Assigned task: Go line by line through the entries below and copy those containing the string "RetryPolicy".

Records provided:
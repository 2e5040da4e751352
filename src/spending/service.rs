use std::sync::Arc;

use time::Date;
use tracing::info;

use crate::{ai::BackendRetrier, config::RetryPolicy, dates, error::SecretaryError};

use super::{
    aggregate::{spending_prompt, SpendingReport},
    client::TransactionSource,
    retriever::TransactionRetriever,
};

pub const FETCH_RANGE_DAYS: i64 = 90;

#[derive(Clone)]
pub struct SpendingService {
    source: Arc<dyn TransactionSource>,
    retriever: TransactionRetriever,
    backend: BackendRetrier,
}

impl SpendingService {
    pub fn new(source: Arc<dyn TransactionSource>, policy: RetryPolicy, backend: BackendRetrier) -> Self {
        Self {
            retriever: TransactionRetriever::new(source.clone(), policy),
            source,
            backend,
        }
    }

    pub async fn load_report(&self) -> Result<SpendingReport, SecretaryError> {
        self.load_report_on(dates::today()).await
    }

    pub async fn load_report_on(&self, today: Date) -> Result<SpendingReport, SecretaryError> {
        let token = self.source.create_access_token().await?;
        let start = dates::days_before(today, FETCH_RANGE_DAYS);
        let transactions = self.retriever.fetch(&token, start, today).await?;
        let report = SpendingReport::build(transactions, today);
        info!(
            transactions = report.transactions.len(),
            weekly = report.weekly_total,
            monthly = report.monthly_total,
            "spending report built"
        );
        Ok(report)
    }

    pub async fn advice(&self, report: &SpendingReport) -> String {
        self.backend.send(&spending_prompt(report)).await
    }
}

Response for this exercise:
use crate::{ai::BackendRetrier, config::RetryPolicy, dates, error::SecretaryError};
    pub fn new(source: Arc<dyn TransactionSource>, policy: RetryPolicy, backend: BackendRetrier) -> Self {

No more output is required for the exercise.